Since 2009, Okno is researching the co-evolution between city honeybees and urban ecosystems in its OpenGreens and Bee Monitoring programs. Bee colonies are now threatened in all industrialized nations. Given that the survival of bees is crucial for human sustainability, there is a great urgency to improve by all means the ways in which colonies could thrive.
The research program surveys in an artistic way the multiple fields of interaction between honeybees and the (urban) ecosystem. It is remarkable to see how a bee population functions and evolves very much in accordance to the human activities we are developing around them: gardening and (urban) agriculture. The production of honey is different related to the flowers we grow, the plants we like, the garbage or pollution we produce. Bees are very responsive to the different biotopes that we share. Though we seem to have rather few insight into what constitutes the diversity of our surrounding living place, and that’s something we want to research on a deeper level. As bio-markers, bees can give us valuable information about living conditions in our continuous productive urban landscapes.

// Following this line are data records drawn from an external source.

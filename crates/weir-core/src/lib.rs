//! # weir-core
//!
//! Runtime-light building blocks shared by the weir event-streaming writer:
//!
//! - [`OffsetWindow`]: a sliding ring that lets many workers confirm an
//!   ordered offset stream out of order while one consumer reads it back
//!   strictly in order
//! - [`Counter`]: atomic counters with read-and-reset for stat reporting
//! - [`SlicePool`]: reusable scratch buffers for batching hot paths
//! - [`wait_for`]: deadline-bounded predicate polling
//! - [`Message`]: the record type carried to the log
//! - [`Codec`]: block compression for batch payloads
//!
//! The window is freestanding and synchronous (mutex + condition variable,
//! no async runtime required); everything else is usable from both sync and
//! async contexts.

pub mod compression;
pub mod counter;
pub mod message;
pub mod pool;
pub mod serde_utils;
pub mod wait;
pub mod window;

pub use compression::{Codec, CompressionError};
pub use counter::Counter;
pub use message::Message;
pub use pool::SlicePool;
pub use wait::wait_for;
pub use window::OffsetWindow;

To monitor the bees in a non-intrusive way we are building Intelligent Beehives. These are hives that are augmented with sensors and sensory processing algorithms that analyse the quality of pollen and propolis as well as the behavior of the bees in order to monitor the state of the ecology in the surrounding areas. In a first research phase, the people’s hive of Abbé Warré was adapted to the grid of the Open Structures project. The new Warré-hives are a collaboration between OKNO Brussels, Fab Lab Barcelona and Sony Computer Science Lab in Paris. The Intelligent Warré Beehives are distributed in a European network, the data are available online and the creation of local biological Corridors can be consulted in realtime.